Pak Ghava tertawa pelan. "Sampaikan juga terima kasih saya ke beliau untuk oleh-olehnya."

"Baik, pak. Tapi birnya jangan diminum berlebihan, seteguk saja sudah cukup," ujar Kyra memperingati dengan suara pelan.

Pak Ghava tertawa lagi. "Saya sudah tahu, papa kamu pas membawakan bir Schneider Weisse dia selalu saja menjahili saya dengan bir ini."

Kyra hanya bisa membalas dengan senyuman. Ia bisa seakrab ini dengan Pak Ghava sebab kerap sekali beliau bermain ke rumahmya dulu sebelum keluarga Kyra ke Jerman lima tahun lalu untuk menjenguk keadaan orang tua papa Kyra. Lalu sekarang mereka kembali ke tanah air lagi. Sudah cukup mereka bersenang-senang di luar negeri.

"Kyra, selamat datang di SMA Shidarta. Motto sekolah ini adalah menyempurnakan tujuan generasi bangsa. Saya harap dua tahun ke depan kamu bisa lulus dengan nilai memuaskan. Untuk kelasnya saya akan bawa langsung kamu ke sana."

"Terima kasih pak Ghava." Kyra menunduk hormat sebelum ikut berdiri di samping Pak Ghava menuju kelas Kyra.

Di sepanjang lorong banyak tatap mata yang memperhatikan langkah kepala sekolah serta Kyra di belakangnya. Hingga tiba di kelas 11-2. Ketika pintu kayu tersebut digeser guru yang tengah berbicara di depan kelas mendadak berhenti dan semua tatapan murid tertuju pada siswi di belakang pak Ghava.

"Maaf sudah menganggu pembelajaran Bu Veni, kita ada kedatangan murid baru."

"Iya, Pak. Tidak masalah," jawab Bu Veni. "Silakan perkenalkan dirimu," sambungnya.

Tatapan Kyra menyapu seluruh ruang kelas. "Eee... per-"

"Lepas dulu maskernya Kyra," tungkas Pak Ghava.

"Ah maaf, pak." Buru-buru Kyra melepas masker hitamnya.
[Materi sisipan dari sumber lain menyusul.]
//! The app generation job.
//!
//! A run performs, in order:
//!
//! 1. `status = generating`.
//! 2. For URL conversions: analyze the site, store the report in
//!    `ai_analysis` (status unchanged), pause for the analysis delay.
//! 3. Ask for a code plan, pause for code generation, pause for compilation.
//! 4. One terminal write setting `completed` together with the download
//!    path, package size, and completion time.
//!
//! Any fault ends the run with a single `status = failed` write. Runs are
//! single-attempt and not idempotent: running the same id twice repeats
//! every write.

use std::sync::Arc;

use chrono::Utc;
use tokio::task::JoinHandle;
use webtoapp_analysis::{AnalysisError, SiteAnalyzer};
use webtoapp_core::artifact::{download_path, random_artifact_size};
use webtoapp_core::types::DbId;
use webtoapp_db::models::app::{App, AppUpdate};
use webtoapp_db::models::status::AppStatus;
use webtoapp_events::bus::{
    APP_ANALYSIS_COMPLETED, APP_COMPLETED, APP_FAILED, APP_GENERATION_STARTED,
};
use webtoapp_events::{EventBus, PlatformEvent};

use crate::delays::GenerationDelays;
use crate::store::{AppStore, StoreError};

/// Source label passed to the code planner for uploaded projects.
const UPLOADED_PROJECT_SOURCE: &str = "uploaded-project";

/// Why a run stopped before completing.
#[derive(Debug, thiserror::Error)]
enum RunError {
    #[error(transparent)]
    Store(#[from] StoreError),

    #[error(transparent)]
    Analysis(#[from] AnalysisError),

    #[error("Failed to encode analysis report: {0}")]
    Encode(#[from] serde_json::Error),
}

impl RunError {
    /// The app row is gone, so there is nothing to mark as failed.
    fn is_missing_record(&self) -> bool {
        matches!(self, RunError::Store(StoreError::NotFound(_)))
    }
}

/// Drives app records through generation.
///
/// Cheap to clone; every clone shares the same collaborators.
#[derive(Clone)]
pub struct JobRunner {
    store: Arc<dyn AppStore>,
    analyzer: Arc<dyn SiteAnalyzer>,
    events: Arc<EventBus>,
    delays: GenerationDelays,
}

impl JobRunner {
    pub fn new(
        store: Arc<dyn AppStore>,
        analyzer: Arc<dyn SiteAnalyzer>,
        events: Arc<EventBus>,
        delays: GenerationDelays,
    ) -> Self {
        Self {
            store,
            analyzer,
            events,
            delays,
        }
    }

    pub fn delays(&self) -> GenerationDelays {
        self.delays
    }

    /// Start a run on the Tokio runtime without waiting for it.
    ///
    /// The handle may be dropped; the run continues detached.
    pub fn spawn(&self, app_id: DbId) -> JoinHandle<()> {
        let runner = self.clone();
        tokio::spawn(async move { runner.run(app_id).await })
    }

    /// Run generation for one app to a terminal state.
    ///
    /// Never returns an error: faults are recorded on the app row and in
    /// the log.
    pub async fn run(&self, app_id: DbId) {
        tracing::info!(app_id, "App generation started");

        match self.generate(app_id).await {
            Ok(app) => {
                tracing::info!(
                    app_id,
                    file_size = ?app.file_size,
                    "App generation completed",
                );
            }
            Err(e) if e.is_missing_record() => {
                tracing::warn!(app_id, error = %e, "App record missing, generation abandoned");
            }
            Err(e) => {
                tracing::error!(app_id, error = %e, "App generation failed");
                self.mark_failed(app_id, &e).await;
            }
        }
    }

    async fn generate(&self, app_id: DbId) -> Result<App, RunError> {
        self.store
            .update(app_id, &AppUpdate::status(AppStatus::Generating))
            .await?;
        self.events
            .publish(PlatformEvent::for_app(APP_GENERATION_STARTED, app_id));

        let app = self
            .store
            .get(app_id)
            .await?
            .ok_or(StoreError::NotFound(app_id))?;

        let source = match app.website_url() {
            Some(url) => {
                self.analyze(app_id, url).await?;
                tokio::time::sleep(self.delays.analysis).await;
                url
            }
            None => UPLOADED_PROJECT_SOURCE,
        };

        let plan = self
            .analyzer
            .plan_code(source, &app.name, &app.platform)
            .await?;
        tracing::debug!(
            app_id,
            files = plan.code_structure.len(),
            optimizations = plan.optimizations.len(),
            estimated_build_minutes = plan.estimated_build_time,
            "Code plan ready",
        );

        tokio::time::sleep(self.delays.code_generation).await;
        tokio::time::sleep(self.delays.compilation).await;

        let completed = AppUpdate::completed(download_path(app_id), random_artifact_size(), Utc::now());
        let app = self.store.update(app_id, &completed).await?;

        self.events.publish(
            PlatformEvent::for_app(APP_COMPLETED, app_id).with_payload(serde_json::json!({
                "download_url": app.download_url,
                "file_size": app.file_size,
            })),
        );
        Ok(app)
    }

    /// Analyze the site and store the report without touching the status.
    async fn analyze(&self, app_id: DbId, url: &str) -> Result<(), RunError> {
        let report = self.analyzer.analyze(url).await?;
        let value = serde_json::to_value(&report)?;
        self.store
            .update(app_id, &AppUpdate::analysis(value))
            .await?;

        tracing::debug!(app_id, content_type = ?report.content_type, "Website analysis stored");
        self.events.publish(
            PlatformEvent::for_app(APP_ANALYSIS_COMPLETED, app_id).with_payload(
                serde_json::json!({
                    "compatible": report.compatible,
                    "content_type": report.content_type,
                }),
            ),
        );
        Ok(())
    }

    async fn mark_failed(&self, app_id: DbId, cause: &RunError) {
        match self
            .store
            .update(app_id, &AppUpdate::status(AppStatus::Failed))
            .await
        {
            Ok(_) => {
                self.events.publish(
                    PlatformEvent::for_app(APP_FAILED, app_id)
                        .with_payload(serde_json::json!({ "error": cause.to_string() })),
                );
            }
            Err(e) => {
                tracing::error!(app_id, error = %e, "Failed to mark app as failed");
            }
        }
    }
}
Ia tak merasa memakai masker selama memasuki gedung sekolah ini. Itu artinya semenjak berbicara dengan Pak Ghava tadi ia sama sekali tak menunjukkan wajahnya. Aaah betapa malu dan tidak sopannya ini.

"Perkenalkan saya Kyra Dineschara. Biasa dipanggil Kyra. Salam kenal semua." Ia menundukkan kepala diakhir perkenalannya.

"Baiklah Kyra, saya tinggal dulu. Semoga betah di SMA ini dan untuk kalian semua, berteman baiklah dengan Kyra."